Data extracts Start Marker
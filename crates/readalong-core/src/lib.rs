//! Word-level read-along highlighting for narrated documents.
//!
//! A root node is flattened into the exact string handed to a speech engine,
//! and each word-boundary event coming back is mapped onto the live tree and
//! decorated with a single marker. [`controller::PlaybackController`] owns
//! the session; everything below it is plain functions over a [`Document`].

pub mod bindings;
pub mod config;
pub mod controller;
pub mod document;
pub mod error;
pub mod linearize;
pub mod reconcile;
pub mod resolve;
pub mod session;
pub mod speech;
pub mod text_units;

pub use controller::{
    Effect, EndReason, NarrationEvent, Narrator, Notice, PlaybackController, VisualState,
};
pub use document::{ArenaDocument, Document, MutationRecord, NodeId, NodeSpec};
pub use error::{DocumentError, DocumentResult};
pub use speech::{SpeechEngine, SpeechEvent, SpeechOptions, UtteranceId};
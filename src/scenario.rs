//! Scripted replays: a document tree plus the ordered host, button and
//! engine events to run against it.

use crate::engine::RecordingEngine;
use anyhow::{Context, Result, anyhow};
use readalong_core::config::NarrationConfig;
use readalong_core::controller::{Narrator, Notice, VisualState};
use readalong_core::document::{ArenaDocument, Document, NodeId, NodeSpec};
use readalong_core::reconcile::markers_in;
use readalong_core::speech::{BoundaryKind, SpeechEvent, SpeechEventKind, UtteranceId};
use serde::{Deserialize, Serialize};
use std::collections::{BTreeMap, HashMap};
use std::fs;
use std::path::Path;
use tracing::{debug, info, warn};

#[derive(Debug, Clone, Deserialize)]
pub struct Scenario {
    pub document: NodeSpec,
    #[serde(default)]
    pub steps: Vec<Step>,
}

/// Speech steps target the most recent `speak` request unless noted.
#[derive(Debug, Clone, Deserialize)]
#[serde(tag = "action", rename_all = "snake_case")]
pub enum Step {
    Toggle {
        label: String,
    },
    Stop,
    Start,
    Word {
        index: usize,
        #[serde(default)]
        length: usize,
    },
    Sentence {
        index: usize,
    },
    End,
    Error {
        reason: String,
    },
    /// Replay a whole utterance word by word, ending with `End`.
    Play,
    /// Deliver an engine event verbatim, stale utterances included.
    Raw {
        event: SpeechEvent,
    },
    Detach {
        label: String,
    },
    Rerender {
        label: String,
        children: Vec<NodeSpec>,
    },
}

#[derive(Debug, Serialize)]
pub struct Report {
    pub spoken: Vec<crate::engine::Spoken>,
    pub cancelled: Vec<UtteranceId>,
    pub notices: Vec<Notice>,
    pub final_text: String,
    pub markers: usize,
    pub states: BTreeMap<String, VisualState>,
}

pub fn load_scenario(path: &Path) -> Result<Scenario> {
    let raw = fs::read_to_string(path)
        .with_context(|| format!("Failed to read scenario {}", path.display()))?;
    let scenario: Scenario = serde_json::from_str(&raw)
        .with_context(|| format!("Invalid scenario JSON in {}", path.display()))?;
    info!(
        path = %path.display(),
        steps = scenario.steps.len(),
        "Loaded scenario"
    );
    Ok(scenario)
}

struct Replay {
    doc: ArenaDocument,
    labels: HashMap<String, NodeId>,
    narrator: Narrator<RecordingEngine>,
    notices: Vec<Notice>,
    config: NarrationConfig,
}

impl Replay {
    fn node(&self, label: &str) -> Result<NodeId> {
        self.labels
            .get(label)
            .copied()
            .ok_or_else(|| anyhow!("Unknown node label `{label}`"))
    }

    fn latest_utterance(&self) -> Result<UtteranceId> {
        self.narrator
            .engine()
            .latest()
            .map(|spoken| spoken.utterance)
            .ok_or_else(|| anyhow!("No utterance has been spoken yet"))
    }

    fn record(&mut self, notices: Vec<Notice>) {
        for notice in notices {
            info!(?notice, state = ?notice.visual_state(), "Narration notice");
            self.notices.push(notice);
        }
    }

    fn speech(&mut self, event: SpeechEvent) {
        let notices = self.narrator.on_speech(&mut self.doc, event);
        self.record(notices);
        self.flush_mutations();
    }

    /// Forward tree changes the way a host observer would.
    fn flush_mutations(&mut self) {
        let records = self.doc.take_mutations();
        if records.is_empty() {
            return;
        }
        debug!(records = records.len(), "Delivering structural changes");
        let notices = self.narrator.on_mutations(&mut self.doc, records);
        self.record(notices);
        // Cleanup done in response to the records is not reported again.
        self.doc.take_mutations();
    }

    fn apply(&mut self, step: Step) -> Result<()> {
        match step {
            Step::Toggle { label } => {
                let root = self.node(&label)?;
                let notices = self.narrator.start_or_stop(&mut self.doc, root);
                if notices.is_empty() {
                    info!(%label, "Toggle produced no narration");
                }
                self.record(notices);
                self.flush_mutations();
            }
            Step::Stop => {
                let notices = self.narrator.stop(&mut self.doc);
                self.record(notices);
                self.flush_mutations();
            }
            Step::Start => self.speech(SpeechEvent::start(self.latest_utterance()?)),
            Step::Word { index, length } => {
                self.speech(SpeechEvent::word(self.latest_utterance()?, index, length));
            }
            Step::Sentence { index } => self.speech(SpeechEvent {
                utterance: self.latest_utterance()?,
                kind: SpeechEventKind::Boundary {
                    kind: BoundaryKind::Sentence,
                    char_index: index,
                    char_length: 0,
                },
            }),
            Step::End => self.speech(SpeechEvent::end(self.latest_utterance()?)),
            Step::Error { reason } => {
                self.speech(SpeechEvent::error(self.latest_utterance()?, reason));
            }
            Step::Play => {
                let spoken = self
                    .narrator
                    .engine()
                    .latest()
                    .cloned()
                    .ok_or_else(|| anyhow!("Nothing to play"))?;
                for event in RecordingEngine::script(&spoken, self.config.offset_unit) {
                    self.speech(event);
                }
            }
            Step::Raw { event } => self.speech(event),
            Step::Detach { label } => {
                let node = self.node(&label)?;
                self.doc
                    .detach(node)
                    .with_context(|| format!("Failed to detach `{label}`"))?;
                self.flush_mutations();
            }
            Step::Rerender { label, children } => {
                let node = self.node(&label)?;
                let added = self
                    .doc
                    .replace_children(node, &children)
                    .with_context(|| format!("Failed to re-render `{label}`"))?;
                self.labels.extend(added);
                self.flush_mutations();
            }
        }
        Ok(())
    }
}

pub fn run_scenario(scenario: Scenario, config: &NarrationConfig) -> Result<Report> {
    let (doc, built) =
        ArenaDocument::from_spec(&scenario.document).context("Failed to build document")?;
    let mut replay = Replay {
        doc,
        labels: built.labels,
        narrator: Narrator::new(RecordingEngine::default(), config),
        notices: Vec::new(),
        config: config.clone(),
    };

    for (idx, step) in scenario.steps.into_iter().enumerate() {
        debug!(step = idx + 1, ?step, "Applying step");
        replay
            .apply(step)
            .with_context(|| format!("Step {} failed", idx + 1))?;
    }

    let root = replay.doc.document_root();
    let markers = markers_in(&replay.doc, root).len();
    if markers > 0 && replay.narrator.controller().session().is_none() {
        warn!(markers, "Markers left behind with no active narration");
    }
    let states = replay
        .labels
        .iter()
        .map(|(label, node)| {
            (
                label.clone(),
                replay.narrator.controller().visual_state(*node),
            )
        })
        .collect();
    let engine = replay.narrator.engine();
    Ok(Report {
        spoken: engine.spoken.clone(),
        cancelled: engine.cancelled.clone(),
        notices: replay.notices,
        final_text: replay.doc.text_content(root),
        markers,
        states,
    })
}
Data extracts End Marker
## Exercise requirements
What is needed is an exact copy of the entries from their first line down to the line with "use crate::engine::RecordingEngine;", that line included, and nothing beyond it.

## Task response
filename crates/readalong-core/src/lib.rs
//! Word-level read-along highlighting for narrated documents.
//!
//! A root node is flattened into the exact string handed to a speech engine,
//! and each word-boundary event coming back is mapped onto the live tree and
//! decorated with a single marker. [`controller::PlaybackController`] owns
//! the session; everything below it is plain functions over a [`Document`].

pub mod bindings;
pub mod config;
pub mod controller;
pub mod document;
pub mod error;
pub mod linearize;
pub mod reconcile;
pub mod resolve;
pub mod session;
pub mod speech;
pub mod text_units;

pub use controller::{
    Effect, EndReason, NarrationEvent, Narrator, Notice, PlaybackController, VisualState,
};
pub use document::{ArenaDocument, Document, MutationRecord, NodeId, NodeSpec};
pub use error::{DocumentError, DocumentResult};
pub use speech::{SpeechEngine, SpeechEvent, SpeechOptions, UtteranceId};
filename src/scenario.rs
//! Scripted replays: a document tree plus the ordered host, button and
//! engine events to run against it.

use crate::engine::RecordingEngine;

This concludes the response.